My beta reader wanted me to get further input on this because he thinks it will negatively impact my novel if I don't pay enough attention to these details, so please help!  Do you share his preconceptions?

Thanks!


----------



## srcroft (Sep 25, 2012)

First,

Its good to have a writer beta but also you need to find betas that are your target audience too.

As for your dilemma, you do not need backstory. Its telling and it treats your reader as stupid. Backstory is good for you to write and keep for yourself. Let the information flow naturally. If the character would go there, make him go there. Allow clues to why, don't tell. If it doesn't have anything to do with the theme and doesn't move the story or conflict forward remove it. You don't write that a character slept 8 hours most of the time lol, we know that happens. Its all about writing the interesting things. I once deleted 4 pages I loved because I could sum it up in 3 lines of tell and move onto the interesting part.
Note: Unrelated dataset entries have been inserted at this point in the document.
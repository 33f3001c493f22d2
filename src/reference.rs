//! The reference graph: which `(object, property)` pairs are observed, and for
//! which `(root, path)` subscriptions.
//!
//! Nodes live in a slab arena and are indexed by object identity plus
//! property name, never by path. A node exists while at least one
//! subscription walks through it; the walk of each subscription is bounded by
//! its path length, so cyclic object graphs terminate and a node reached
//! twice by the same walk is shared rather than duplicated.

use std::collections::BTreeMap;
use std::sync::Arc;

use slab::Slab;
use tracing::{trace, warn};

use crate::error::GraphError;
use crate::observable::{PropertyListener, ReadMode};
use crate::path::BeanPath;
use crate::tracer::Tracer;
use crate::value::{BeanRef, ObjectId, Value, WeakBean};

pub(crate) type NodeId = usize;
pub(crate) type SubId = usize;

#[derive(Debug, Clone, PartialEq, Eq, Hash)]
struct NodeKey {
    object: ObjectId,
    property: Arc<str>,
}

/// One observation point.
struct Node {
    object: WeakBean,
    key: NodeKey,
    /// Last value read or reported for the property.
    value: Value,
    /// `(subscription, depth)` pairs walking through this node.
    members: ahash::HashSet<(SubId, usize)>,
}

/// A path resolved from one root.
pub(crate) struct Subscription {
    root: WeakBean,
    path: BeanPath,
    /// `chain[d]` is the node observed for `path.segment(d)`. Shorter than the
    /// path when the walk stopped at a null or not-ready value.
    chain: Vec<NodeId>,
    leaf: Value,
}

impl Subscription {
    pub(crate) fn root(&self) -> &WeakBean {
        &self.root
    }

    pub(crate) fn path(&self) -> &BeanPath {
        &self.path
    }

    pub(crate) fn leaf(&self) -> &Value {
        &self.leaf
    }
}

/// A subscription affected by one property change, with its leaf value from
/// before the change.
pub(crate) struct LeafChange {
    pub(crate) sub: SubId,
    pub(crate) old: Value,
}

pub(crate) struct ReferenceGraph {
    nodes: Slab<Node>,
    index: ahash::HashMap<NodeKey, NodeId>,
    subscriptions: Slab<Subscription>,
    by_root_path: ahash::HashMap<(ObjectId, BeanPath), SubId>,
    /// Registered on every observed `(object, property)` pair.
    observer: Arc<dyn PropertyListener>,
    mode: ReadMode,
    tracer: Arc<dyn Tracer>,
}

impl ReferenceGraph {
    pub(crate) fn new(
        observer: Arc<dyn PropertyListener>,
        mode: ReadMode,
        tracer: Arc<dyn Tracer>,
    ) -> Self {
        Self {
            nodes: Slab::new(),
            index: Default::default(),
            subscriptions: Slab::new(),
            by_root_path: Default::default(),
            observer,
            mode,
            tracer,
        }
    }

    pub(crate) fn node_count(&self) -> usize {
        self.nodes.len()
    }

    pub(crate) fn subscription_count(&self) -> usize {
        self.subscriptions.len()
    }

    pub(crate) fn subscription(&self, sub: SubId) -> Option<&Subscription> {
        self.subscriptions.get(sub)
    }

    /// Current leaf of the `(root, path)` subscription, if there is one.
    pub(crate) fn leaf(&self, root: ObjectId, path: &BeanPath) -> Option<&Value> {
        let sub = self.by_root_path.get(&(root, path.clone()))?;
        Some(&self.subscriptions[*sub].leaf)
    }

    /// Cached value of an observed property.
    pub(crate) fn cached(&self, object: ObjectId, property: &str) -> Option<&Value> {
        let key = NodeKey {
            object,
            property: Arc::from(property),
        };
        self.index.get(&key).map(|node| &self.nodes[*node].value)
    }

    /// Resolve `path` from `root` and observe every property along the way.
    ///
    /// Subscribing an existing `(root, path)` pair returns the existing
    /// subscription. On error nothing is left behind.
    pub(crate) fn subscribe(&mut self, root: &BeanRef, path: &BeanPath) -> Result<SubId, GraphError> {
        let key = (root.id(), path.clone());
        if let Some(sub) = self.by_root_path.get(&key) {
            return Ok(*sub);
        }
        let sub = self.subscriptions.insert(Subscription {
            root: root.downgrade(),
            path: path.clone(),
            chain: Vec::with_capacity(path.len()),
            leaf: Value::Null,
        });
        if let Err(err) = self.rebuild(sub, 0) {
            self.drop_subscription(sub);
            return Err(err);
        }
        trace!(root = ?root, %path, sub, "subscribed");
        self.by_root_path.insert(key, sub);
        Ok(sub)
    }

    /// Stop resolving `path` from `root`. Returns false if there was no such
    /// subscription.
    pub(crate) fn unsubscribe(&mut self, root: ObjectId, path: &BeanPath) -> bool {
        match self.by_root_path.remove(&(root, path.clone())) {
            Some(sub) => {
                self.drop_subscription(sub);
                trace!(?root, %path, sub, "unsubscribed");
                true
            }
            None => false,
        }
    }

    /// Apply a change reported by an observed object.
    ///
    /// Returns every subscription walking through the changed node, each once,
    /// with its leaf from before the change. A change to a value equal to the
    /// cached one (the same object, for references) has no effect.
    pub(crate) fn property_changed(
        &mut self,
        source: ObjectId,
        property: &str,
        new: &Value,
    ) -> Vec<LeafChange> {
        let key = NodeKey {
            object: source,
            property: Arc::from(property),
        };
        let Some(&node) = self.index.get(&key) else {
            return Vec::new();
        };
        if self.nodes[node].value == *new {
            return Vec::new();
        }
        self.nodes[node].value = new.clone();

        // A cyclic walk may pass the same node at several depths; rewiring
        // from the shallowest one covers the deeper ones.
        let mut shallowest: BTreeMap<SubId, usize> = BTreeMap::new();
        for &(sub, depth) in &self.nodes[node].members {
            shallowest
                .entry(sub)
                .and_modify(|d| *d = (*d).min(depth))
                .or_insert(depth);
        }

        let mut changes = Vec::with_capacity(shallowest.len());
        for (sub, depth) in shallowest {
            let old = self.subscriptions[sub].leaf.clone();
            if depth + 1 == self.subscriptions[sub].path.len() {
                self.subscriptions[sub].leaf = new.clone();
            } else if let Err(err) = self.rebuild(sub, depth + 1) {
                let path = &self.subscriptions[sub].path;
                warn!(%path, error = %err, "path no longer resolves; treating it as null");
            }
            changes.push(LeafChange { sub, old });
        }
        changes
    }

    /// Re-resolve a subscription from `from` onwards.
    ///
    /// New nodes are acquired before the old tail is released, so nodes that
    /// stay on the walk keep their registrations. On error the chain keeps
    /// the nodes acquired so far and the leaf becomes `Null`.
    fn rebuild(&mut self, sub: SubId, from: usize) -> Result<(), GraphError> {
        let (root, path) = {
            let s = &self.subscriptions[sub];
            (s.root.clone(), s.path.clone())
        };
        let old_tail = self.subscriptions[sub].chain.split_off(from);
        let mut fresh = Vec::with_capacity(path.len() - from);
        let outcome = self.walk(sub, &root, &path, from, &mut fresh);

        for (offset, &node) in old_tail.iter().enumerate() {
            if fresh.get(offset) != Some(&node) {
                self.release(node, sub, from + offset);
            }
        }

        let s = &mut self.subscriptions[sub];
        s.chain.extend(fresh);
        match outcome {
            Ok(leaf) => {
                s.leaf = leaf;
                Ok(())
            }
            Err(err) => {
                s.leaf = Value::Null;
                Err(err)
            }
        }
    }

    fn walk(
        &mut self,
        sub: SubId,
        root: &WeakBean,
        path: &BeanPath,
        from: usize,
        fresh: &mut Vec<NodeId>,
    ) -> Result<Value, GraphError> {
        let mut current = if from == 0 {
            match root.upgrade() {
                Some(root) => Value::Object(root),
                None => return Ok(Value::Null),
            }
        } else {
            let parent = self.subscriptions[sub].chain[from - 1];
            self.nodes[parent].value.clone()
        };

        for depth in from..path.len() {
            let object = match current {
                Value::Object(object) => object,
                Value::Null => return Ok(Value::Null),
                Value::NotReady => return Ok(Value::NotReady),
                _ => {
                    return Err(GraphError::NotAnObject {
                        path: path.clone(),
                        segment: path.segment(depth.saturating_sub(1)).to_string(),
                    })
                }
            };
            let node = self.acquire(&object, path.segment(depth))?;
            self.nodes[node].members.insert((sub, depth));
            fresh.push(node);
            current = self.nodes[node].value.clone();
        }
        Ok(current)
    }

    /// Find or create the node observing `object.property`.
    fn acquire(&mut self, object: &BeanRef, property: &str) -> Result<NodeId, GraphError> {
        let key = NodeKey {
            object: object.id(),
            property: Arc::from(property),
        };
        if let Some(&node) = self.index.get(&key) {
            return Ok(node);
        }

        // Listen before reading so a load completing during the read is not
        // missed.
        object.add_property_listener(property, self.observer.clone());
        let value = match object.property(property, self.mode) {
            Ok(value) => value,
            Err(err) => {
                object.remove_property_listener(property, &self.observer);
                return Err(err);
            }
        };

        let node = self.nodes.insert(Node {
            object: object.downgrade(),
            key: key.clone(),
            value,
            members: Default::default(),
        });
        self.index.insert(key, node);
        trace!(object = ?object, property, node, "node created");
        self.tracer.on_node_created(object.id(), property);
        Ok(node)
    }

    /// Drop one membership; remove the node once nothing walks through it.
    fn release(&mut self, node: NodeId, sub: SubId, depth: usize) {
        let entry = &mut self.nodes[node];
        entry.members.remove(&(sub, depth));
        if !entry.members.is_empty() {
            return;
        }
        let entry = self.nodes.remove(node);
        self.index.remove(&entry.key);
        if let Some(object) = entry.object.upgrade() {
            object.remove_property_listener(&entry.key.property, &self.observer);
        }
        trace!(object = ?entry.key.object, property = %entry.key.property, node, "node removed");
        self.tracer
            .on_node_removed(entry.key.object, &entry.key.property);
    }

    fn drop_subscription(&mut self, sub: SubId) {
        let subscription = self.subscriptions.remove(sub);
        for (depth, node) in subscription.chain.into_iter().enumerate() {
            self.release(node, sub, depth);
        }
    }
}

#[cfg(test)]
mod tests {
    use super::*;
    use crate::observable::{PropertyBag, PropertyChange};
    use crate::tracer::NoopTracer;

    struct Silent;

    impl PropertyListener for Silent {
        fn property_changed(&self, _change: PropertyChange<'_>) {}
    }

    fn graph() -> ReferenceGraph {
        ReferenceGraph::new(Arc::new(Silent), ReadMode::Blocking, Arc::new(NoopTracer))
    }

    fn path(text: &str) -> BeanPath {
        BeanPath::parse(text).unwrap()
    }

    #[test]
    fn test_shared_prefix_shares_nodes() {
        let c = PropertyBag::new("C");
        c.declare("x", 1);
        c.declare("y", 2);
        let root = PropertyBag::new("Root");
        root.declare("c", c.clone());

        let mut refs = graph();
        refs.subscribe(&root.bean(), &path("c.x")).unwrap();
        refs.subscribe(&root.bean(), &path("c.y")).unwrap();
        // root.c, c.x, c.y
        assert_eq!(refs.node_count(), 3);
        assert_eq!(root.listener_count("c"), 1);
        assert_eq!(refs.leaf(root.bean().id(), &path("c.y")), Some(&Value::from(2)));

        assert!(refs.unsubscribe(root.bean().id(), &path("c.x")));
        assert_eq!(refs.node_count(), 2);
        assert!(refs.unsubscribe(root.bean().id(), &path("c.y")));
        assert_eq!(refs.node_count(), 0);
        assert_eq!(root.total_listener_count() + c.total_listener_count(), 0);
    }

    #[test]
    fn test_cycle_through_same_node() {
        let root = PropertyBag::new("Node");
        root.declare("next", Value::Null);
        root.set("next", root.clone()).unwrap();

        let mut refs = graph();
        let sub = refs.subscribe(&root.bean(), &path("next.next.next")).unwrap();
        assert_eq!(refs.node_count(), 1);
        assert_eq!(refs.subscription(sub).unwrap().chain, vec![0, 0, 0]);

        let changes = refs.property_changed(root.bean().id(), "next", &Value::Null);
        assert_eq!(changes.len(), 1);
        assert_eq!(refs.subscription(sub).unwrap().leaf(), &Value::Null);
        assert_eq!(refs.node_count(), 1);

        refs.unsubscribe(root.bean().id(), &path("next.next.next"));
        assert_eq!(refs.node_count(), 0);
        assert_eq!(root.total_listener_count(), 0);
    }

    #[test]
    fn test_failed_subscribe_leaves_nothing() {
        let b = PropertyBag::new("B");
        let root = PropertyBag::new("Root");
        root.declare("b", b.clone());

        let mut refs = graph();
        let err = refs.subscribe(&root.bean(), &path("b.missing")).unwrap_err();
        assert!(matches!(err, GraphError::UnknownProperty { .. }));
        assert_eq!(refs.node_count(), 0);
        assert_eq!(refs.subscription_count(), 0);
        assert_eq!(root.total_listener_count() + b.total_listener_count(), 0);
    }

    #[test]
    fn test_scalar_intermediate_is_rejected() {
        let root = PropertyBag::new("Root");
        root.declare("name", "ann");

        let mut refs = graph();
        let err = refs.subscribe(&root.bean(), &path("name.length")).unwrap_err();
        assert!(matches!(err, GraphError::NotAnObject { ref segment, .. } if segment == "name"));
        assert_eq!(refs.node_count(), 0);
    }

    #[test]
    fn test_identical_value_is_ignored() {
        let c = PropertyBag::new("C");
        c.declare("x", 1);
        let root = PropertyBag::new("Root");
        root.declare("c", c.clone());

        let mut refs = graph();
        refs.subscribe(&root.bean(), &path("c.x")).unwrap();
        let same = Value::from(c.clone());
        assert!(refs.property_changed(root.bean().id(), "c", &same).is_empty());
        assert!(refs
            .property_changed(ObjectId::of(&0u8), "c", &Value::Null)
            .is_empty());
    }
}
Just because you love your world and find your backstory interesting, shows your passion. The reader wont feel this way.

As far as breaking rules that you mentioned like the sending of orders. It depends. If you are showing 18th century earth, you have to do your research. If somethings off like that it should be explained. If its not important to the story--then you made a mistake and change what happened.

PS also never ever take the advice of one beta as gospel or as insult. Every reader will have insight--not always good either. In the variety of counselors you gain wisdom. 

Focus on the story as a whole and the theme. Issues like this can be fixed in draft 2.


----------



## Guru Coyote (Sep 25, 2012)

I think what you need to establish early on in the writing is that your world has "it's own tules." Make sure the reader knows that "normal expectations" are likely to be wrong, and show them the rules of your culture/world.

And as you mentioned yourself, make sure You keep your own rules - aka be consistent.

I would take your beta reader's objections as sign-posts of where your culture differs from what might be standard expectation and make sure to establish the differences.

Keeping within the "expected" won't do your novel any good. (only if you write in an established world.) Are you writing "another book of that style", or are you writing something fresh?

Baseline: know the reader's expectations, and then play with them.


----------



## Aosto (Sep 25, 2012)

> 1. I write that the characters stop in a town a short distance from the duchy capital in order to freshen up and appear well heeled at court the next morning. My beta reader took great exception to this stopping, saying that it made no sense. I think that I can easily fix his objection by giving backstory on how the custom of stopping developed, but the question still remains:


I don't think a lot of backstory is needed. Maybe a passing sentence saying that it is custom, but don't elaborate to much as it will turn the reader off. Backstory may not even be required at all. I for one would just assume it was custom in your world for someone to appear well and clean when addressing the court. 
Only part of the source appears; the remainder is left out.